Colombia’s peace deal with leftist rebels was on the verge of collapsing in a national referendum Sunday, with those opposing the deal leading by a razor-thin margin with almost all polling stations reporting results.
Polls taken before the national referendum, in which voters were asked whether they wanted to ratify or reject a deal ending a half century of hostilities with the Revolutionary Armed Forces of Colombia, had pointed to the “yes” vote winning by an almost two-to-one margin. But with 97 percent of polling stations reporting, 50.2 percent opposed the accord while just 49.8 percent favored it _ a difference of less than 52,000 votes.
The government hadn’t taken victory for granted after a highly polarized campaign that exposed how steep a challenge it faces implementing the 297-page accord and bringing about real reconciliation.
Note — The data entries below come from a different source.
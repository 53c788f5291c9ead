use std::path::Path;
use std::time::Duration;

use anyhow::Context;
use serde::{Deserialize, Serialize};

use crate::layout::Insets;

pub const DEFAULT_CONFIG_FILE: &str = ".rtebridge.toml";
pub const DEFAULT_QUERY_TIMEOUT_MS: u64 = 5_000;
/// Placeholder image host until uploads report real URLs
pub const DEFAULT_CDN_PREFIX: &str = "cdn.hk01.com/image/";

#[derive(Debug, Clone, Copy, Default, PartialEq, Eq, Serialize, Deserialize)]
#[serde(rename_all = "lowercase")]
pub enum Platform {
    #[default]
    Ios,
    Android,
}

impl Platform {
    pub fn as_str(self) -> &'static str {
        match self {
            Platform::Ios => "ios",
            Platform::Android => "android",
        }
    }
}

/// Everything the host feeds the editor page when it loads
#[derive(Debug, Clone, PartialEq, Serialize, Deserialize)]
pub struct EditorConfig {
    #[serde(default)]
    pub initial_title_html: String,
    #[serde(default)]
    pub initial_content_html: String,
    #[serde(skip_serializing_if = "Option::is_none")]
    pub title_placeholder: Option<String>,
    #[serde(skip_serializing_if = "Option::is_none")]
    pub content_placeholder: Option<String>,
    #[serde(skip_serializing_if = "Option::is_none")]
    pub custom_css: Option<String>,
    #[serde(default)]
    pub hidden_title: bool,
    #[serde(default)]
    pub enable_on_change: bool,
    #[serde(skip_serializing_if = "Option::is_none")]
    pub footer_height: Option<f64>,
    #[serde(default)]
    pub platform: Platform,
    #[serde(default = "default_grid_width")]
    pub grid_width: f64,
    #[serde(default = "default_query_timeout_ms")]
    pub query_timeout_ms: u64,
    #[serde(default = "default_cdn_prefix")]
    pub cdn_prefix: String,
    #[serde(default)]
    pub layout: LayoutConfig,
}

#[derive(Debug, Clone, PartialEq, Serialize, Deserialize)]
pub struct LayoutConfig {
    #[serde(default = "default_window_height")]
    pub window_height: f64,
    #[serde(default)]
    pub content_inset: Insets,
    #[serde(default)]
    pub margin: Insets,
}

fn default_grid_width() -> f64 {
    120.0
}

fn default_query_timeout_ms() -> u64 {
    DEFAULT_QUERY_TIMEOUT_MS
}

fn default_cdn_prefix() -> String {
    DEFAULT_CDN_PREFIX.to_string()
}

fn default_window_height() -> f64 {
    640.0
}

impl Default for LayoutConfig {
    fn default() -> Self {
        Self {
            window_height: default_window_height(),
            content_inset: Insets::default(),
            margin: Insets::default(),
        }
    }
}

impl Default for EditorConfig {
    fn default() -> Self {
        Self {
            initial_title_html: String::new(),
            initial_content_html: String::new(),
            title_placeholder: None,
            content_placeholder: None,
            custom_css: None,
            hidden_title: false,
            enable_on_change: false,
            footer_height: None,
            platform: Platform::default(),
            grid_width: default_grid_width(),
            query_timeout_ms: default_query_timeout_ms(),
            cdn_prefix: default_cdn_prefix(),
            layout: LayoutConfig::default(),
        }
    }
}

impl EditorConfig {
    pub fn from_file(path: impl AsRef<Path>) -> anyhow::Result<Self> {
        let path = path.as_ref();
        let content = std::fs::read_to_string(path)
            .with_context(|| format!("failed to read config {}", path.display()))?;
        let config: EditorConfig = toml::from_str(&content)
            .with_context(|| format!("failed to parse config {}", path.display()))?;
        config.validate()?;
        Ok(config)
    }

    pub fn save_to_file(&self, path: impl AsRef<Path>) -> anyhow::Result<()> {
        let content = toml::to_string_pretty(self)?;
        std::fs::write(path, content)?;
        Ok(())
    }

    pub fn query_timeout(&self) -> Duration {
        Duration::from_millis(self.query_timeout_ms)
    }

    pub fn validate(&self) -> anyhow::Result<()> {
        if self.query_timeout_ms == 0 {
            anyhow::bail!("query_timeout_ms must be greater than zero");
        }
        if !self.grid_width.is_finite() || self.grid_width <= 0.0 {
            anyhow::bail!("grid_width must be a positive number, got {}", self.grid_width);
        }
        if !self.layout.window_height.is_finite() || self.layout.window_height < 0.0 {
            anyhow::bail!(
                "layout.window_height must be a non-negative number, got {}",
                self.layout.window_height
            );
        }
        if let Some(height) = self.footer_height {
            if !height.is_finite() || height < 0.0 {
                anyhow::bail!("footer_height must be a non-negative number, got {}", height);
            }
        }
        Ok(())
    }
}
Colombians overwhelmingly loathe the FARC, which the US considers a terrorist group, and many consider provisions in the accord that would spare the rebels jail time an insult to the 220,000 killed and almost 8 million displaced by the long-running conflict.
In the past month, ever since the deal was announced in Cuba after four years of grueling negotiations, the government spent heavily on television ads and staged concerts and peace rallies around the country to get out the vote. It even enrolled the help of U2’s Bono and former Beatle Ringo Starr. And for the first time in an election, it made ballots available in Braille so blind Colombians could vote.
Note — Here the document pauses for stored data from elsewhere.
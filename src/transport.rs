//! Unix socket carrying the bridge between the host and an out-of-process
//! renderer. Instructions go out one per line; renderer messages come back as
//! one JSON object per line.

use std::io;
use std::path::{Path, PathBuf};
use std::sync::Arc;

use tokio::io::{AsyncBufReadExt, AsyncWriteExt, BufReader};
use tokio::net::unix::{OwnedReadHalf, OwnedWriteHalf};
use tokio::net::{UnixListener, UnixStream};
use tokio::sync::mpsc;
use tokio::task::JoinHandle;

use crate::bridge::{Editor, InboundMessage, RendererSink};

/// Listens for renderer connections
pub struct RendererServer {
    listener: UnixListener,
    socket_path: PathBuf,
}

impl RendererServer {
    /// Bind to `socket_path`, replacing a stale socket file if one is left over
    pub fn bind(socket_path: impl AsRef<Path>) -> io::Result<Self> {
        let socket_path = socket_path.as_ref().to_path_buf();

        if socket_path.exists() {
            std::fs::remove_file(&socket_path)?;
        }

        let listener = UnixListener::bind(&socket_path)?;
        tracing::info!(path = %socket_path.display(), "waiting for renderer");

        Ok(Self {
            listener,
            socket_path,
        })
    }

    pub fn socket_path(&self) -> &Path {
        &self.socket_path
    }

    pub async fn accept(&self) -> io::Result<RendererSession> {
        let (stream, _addr) = self.listener.accept().await?;
        tracing::info!("renderer connected");
        Ok(RendererSession { stream })
    }

    /// Remove the socket file
    pub fn cleanup(&self) -> io::Result<()> {
        if self.socket_path.exists() {
            std::fs::remove_file(&self.socket_path)?;
        }
        Ok(())
    }
}

impl Drop for RendererServer {
    fn drop(&mut self) {
        let _ = self.cleanup();
    }
}

/// One connected renderer
pub struct RendererSession {
    stream: UnixStream,
}

impl RendererSession {
    /// Attach `editor` to this connection and pump messages on a new task
    /// until the renderer hangs up. The editor is attached before this
    /// returns, so instructions sent right after are not lost.
    pub fn spawn(self, editor: Editor) -> JoinHandle<io::Result<()>> {
        let (read_half, write_half) = self.stream.into_split();
        let (tx, rx) = mpsc::unbounded_channel();
        let sink: Arc<dyn RendererSink> = Arc::new(tx);
        editor.attach(sink.clone());
        tokio::spawn(pump(editor, sink, read_half, write_half, rx))
    }

    pub async fn run(self, editor: Editor) -> io::Result<()> {
        self.spawn(editor).await.map_err(io::Error::other)?
    }
}

/// Feed renderer lines to the editor. Once the renderer hangs up the editor
/// is detached from it, which cancels any query still waiting on it. An
/// editor already moved to another session stays attached there.
async fn pump(
    editor: Editor,
    sink: Arc<dyn RendererSink>,
    read_half: OwnedReadHalf,
    write_half: OwnedWriteHalf,
    rx: mpsc::UnboundedReceiver<String>,
) -> io::Result<()> {
    let writer = tokio::spawn(write_instructions(write_half, rx));

    let mut lines = BufReader::new(read_half).lines();
    let read_result = loop {
        match lines.next_line().await {
            Ok(Some(line)) => {
                if line.trim().is_empty() {
                    continue;
                }
                editor.on_message(&line);
            }
            Ok(None) => break Ok(()),
            Err(err) => break Err(err),
        }
    };

    if editor.detach_sink(&sink) {
        tracing::info!("renderer disconnected");
    } else {
        tracing::info!("renderer disconnected after being replaced");
    }
    // The writer stops once its last sender is gone
    drop(sink);

    let write_result = writer.await.map_err(io::Error::other)?;
    read_result.and(write_result)
}

async fn write_instructions(
    mut stream: OwnedWriteHalf,
    mut rx: mpsc::UnboundedReceiver<String>,
) -> io::Result<()> {
    while let Some(mut script) = rx.recv().await {
        script.push('\n');
        if let Err(err) = stream.write_all(script.as_bytes()).await {
            // The renderer is gone; the reader side will notice too
            if err.kind() == io::ErrorKind::BrokenPipe {
                return Ok(());
            }
            return Err(err);
        }
        stream.flush().await?;
    }
    Ok(())
}

/// Renderer end of the socket, for shims and tests
#[derive(Debug)]
pub struct RendererClient {
    reader: BufReader<UnixStream>,
}

impl RendererClient {
    pub async fn connect(socket_path: impl AsRef<Path>) -> io::Result<Self> {
        let stream = UnixStream::connect(socket_path).await?;
        Ok(Self {
            reader: BufReader::new(stream),
        })
    }

    /// Next instruction from the host, without its trailing newline
    pub async fn recv_instruction(&mut self) -> io::Result<String> {
        let mut line = String::new();
        let n = self.reader.read_line(&mut line).await?;

        if n == 0 {
            return Err(io::Error::new(
                io::ErrorKind::UnexpectedEof,
                "host closed connection",
            ));
        }

        let trimmed = line.trim_end_matches(['\r', '\n']).len();
        line.truncate(trimmed);
        Ok(line)
    }

    pub async fn post(&mut self, message: &InboundMessage) -> io::Result<()> {
        let mut json = serde_json::to_string(message)
            .map_err(|e| io::Error::new(io::ErrorKind::InvalidData, e))?;
        json.push('\n');
        self.post_raw(&json).await
    }

    /// Write raw bytes as the renderer would, framing included
    pub async fn post_raw(&mut self, raw: &str) -> io::Result<()> {
        self.reader.get_mut().write_all(raw.as_bytes()).await?;
        self.reader.get_mut().flush().await?;
        Ok(())
    }
}

#[cfg(test)]
mod tests {
    use super::*;
    use crate::bridge::MessageKind;
    use crate::config::EditorConfig;
    use serde_json::json;
    use tempfile::TempDir;

    fn temp_socket_path() -> (TempDir, PathBuf) {
        let dir = TempDir::new().unwrap();
        let path = dir.path().join("renderer.sock");
        (dir, path)
    }

    #[tokio::test]
    async fn bind_replaces_stale_socket() {
        let (_dir, path) = temp_socket_path();
        std::fs::write(&path, "stale").unwrap();

        let server = RendererServer::bind(&path).unwrap();
        assert!(path.exists());
        assert_eq!(server.socket_path(), path);
    }

    #[tokio::test]
    async fn drop_removes_socket() {
        let (_dir, path) = temp_socket_path();
        let server = RendererServer::bind(&path).unwrap();
        drop(server);
        assert!(!path.exists());
    }

    #[tokio::test]
    async fn session_carries_instructions_and_responses() {
        let (_dir, path) = temp_socket_path();
        let server = RendererServer::bind(&path).unwrap();
        let editor = Editor::new(EditorConfig::default());

        let (session, renderer) = tokio::join!(server.accept(), RendererClient::connect(&path));
        let session = session.unwrap().spawn(editor.clone());
        let mut renderer = renderer.unwrap();
        assert!(editor.is_attached());

        let query = tokio::spawn({
            let editor = editor.clone();
            async move { editor.get_title_text().await }
        });

        let instruction = renderer.recv_instruction().await.unwrap();
        assert!(instruction.contains(r#""type":"GET_TITLE_TEXT""#));
        assert!(instruction.ends_with(";true;"));

        renderer
            .post(&InboundMessage::new(MessageKind::TitleTextResponse, json!("Hello")))
            .await
            .unwrap();
        assert_eq!(query.await.unwrap().unwrap(), "Hello");

        drop(renderer);
        session.await.unwrap().unwrap();
        assert!(!editor.is_attached());
    }
}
“We don’t want anyone to be feeling excluded, because this is an important decision,” said Luisa Fernanda Morena, a 30-year-old volunteer who prepared the materials at the National Institute for the Blind.
For the referendum to be ratified, at least 13 percent of the electorate, or 4.5 million voters, must cast “yes” ballots. Turnout was low, less than the 40 percent seen in recent congressional elections, a further sign to some analysts that Colombians’ enthusiasm for the ambitious accord was lacking.
Also potentially affecting turnout, especially along the Caribbean coast, was heavy rainfall from Hurricane Matthew, which had been off the northern tip of South America since Friday. President Juan Manuel Santos urged his compatriots to vote early and take inspiration from Indian independence leader Mahatma Gandhi.
“We in Colombia have to adopt this culture of non-violence,” Santos said shortly after casting his ballot in a washed-out Plaza Bolivar next to the presidential palace. “All of us can be protagonists in this historic change taking place in our nation.”
The opposition, led by influential former President Alvaro Uribe, argued that the government was appeasing the FARC and setting a bad example that criminal gangs would seize on. If the “no” vote prevailed, Uribe said, the government should return to the negotiating table, an option Santos had ruled out.
The FARC in recent days made an effort to show its commitment to peace is real. Twice this week leaders of the group traveled to areas hit hard by violence to apologize for massacres committed by their troops and discuss with communities how they can compensate victims.
“All of us in life have committed mistakes, some with consequences more serious than others,” FARC leader Ivan Marquez said Friday at a ceremony in a northern Colombian town where rebels in 1994 disrupted a street party with gunfire, killing 35. “There’s nothing to lose in recognizing it. Speaking the pure and clean truth heals the soul’s wounds, no matter how deep they are.”
On Saturday, in the presence of United Nations observers, the FARC voluntarily destroyed 620 kilograms of grenades and light explosives. It also said they would compensate victims with financial resources and land holdings accumulated during the war.
Although Santos wasn’t required to call for a vote ratifying the accord _ some of his advisers and the FARC itself opposed the idea _ the outcome would be binding.
Only if it is ratified will the FARC’s roughly 7,000 fighters begin moving to 27 concentration zones where over six months they will gradually turn over their weapons to UN observers and prepare for their reintegration into civilian life.